Une opération militaire menée par les États-Unis au Venezuela, ayant abouti à la capture du président Nicolás Maduro et de son épouse, a provoqué un séisme diplomatique et suscité de vives réactions parmi les forces politiques françaises ce week-end.
L’offensive, ordonnée dans la nuit de vendredi à samedi, a été justifiée par Washington au nom de la lutte contre le narcotrafic, une accusation longtemps portée contre le gouvernement de Caracas. Pour ses détracteurs, cette action constitue une violation flagrante de la souveraineté nationale et du droit international.
À gauche, les condamnations ont fusé sans ambiguïté. La France insoumise a exigé du gouvernement français une prise de position ferme, appelant à une condamnation claire de « l’agression », à un cessez-le-feu immédiat et à la saisine du Conseil de sécurité des Nations unies. Son coordinateur a dénoncé un acte qui « menace la paix dans toute la région ».

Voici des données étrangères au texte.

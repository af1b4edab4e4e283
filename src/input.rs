use std::io::Read;
use std::path::Path;

use anyhow::{Context, Result};
use tracing::{info, warn};

use crate::settings::InputSettings;

/// One subject of analysis: display name and the page to render.
#[derive(Debug, Clone, PartialEq, Eq)]
pub struct Entity {
    pub name: String,
    pub source_url: String,
}

pub fn load_entities(path: &Path, columns: &InputSettings) -> Result<Vec<Entity>> {
    let file = std::fs::File::open(path)
        .with_context(|| format!("Failed to open entity list {}", path.display()))?;
    let entities = read_entities(file, columns)
        .with_context(|| format!("Failed to read entity list {}", path.display()))?;
    info!("Loaded {} entities from {}", entities.len(), path.display());
    Ok(entities)
}

/// Rows in file order. Both columns must exist in the header; a short row
/// still yields an entity (with empty fields) so it fails later at navigation.
pub fn read_entities<R: Read>(reader: R, columns: &InputSettings) -> Result<Vec<Entity>> {
    let mut rdr = csv::ReaderBuilder::new()
        .flexible(true)
        .trim(csv::Trim::All)
        .from_reader(reader);

    let headers = rdr.headers()?.clone();
    let find = |col: &str| {
        headers
            .iter()
            .position(|h| h == col)
            .ok_or_else(|| anyhow::anyhow!("Missing column {:?} (found: {:?})", col, headers))
    };
    let name_idx = find(&columns.name_column)?;
    let url_idx = find(&columns.url_column)?;

    let mut entities = Vec::new();
    for (i, record) in rdr.records().enumerate() {
        let record = record?;
        let name = record.get(name_idx).unwrap_or_default().to_string();
        let source_url = record.get(url_idx).unwrap_or_default().to_string();
        if name.is_empty() || source_url.is_empty() {
            warn!("Row {} is incomplete (name={:?}, url={:?})", i + 1, name, source_url);
        }
        entities.push(Entity { name, source_url });
    }

    Ok(entities)
}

Les critiques ont trouvé un écho au-delà du parti de Jean-Luc Mélenchon. Le Parti socialiste a fustigé un « pas de plus dans la délégitimation des institutions internationales », tandis que les Écologistes ont parlé d’un « nouvel effondrement du droit international » et dénoncé les « impérialismes ». Un consensus semble se dessiner pour estimer que le renversement par la force d’un gouvernement, quelles que soient les réserves à son encontre, ne saurait être une réponse acceptable.
La réaction à droite apparaît plus nuancée. Si le régime de Maduro est fermement critiqué, des voix s’élèvent également pour rappeler le principe de souveraineté. Le président du Rassemblement national a ainsi estimé que le droit international « ne peut être à géométrie variable », mettant en garde contre la dangereuse précèdent que constituerait un renversement extérieur par la force.
Cette intervention spectaculaire place désormais la communauté internationale, et notamment les capitales européennes, face à un dilemme complexe, entre dénonciation d’un coup de force et pressions de longue date contre un pouvoir accusé d’autoritarisme. Les heures à venir seront cruciales pour mesurer les répercussions de cet événement sur la scène internationale.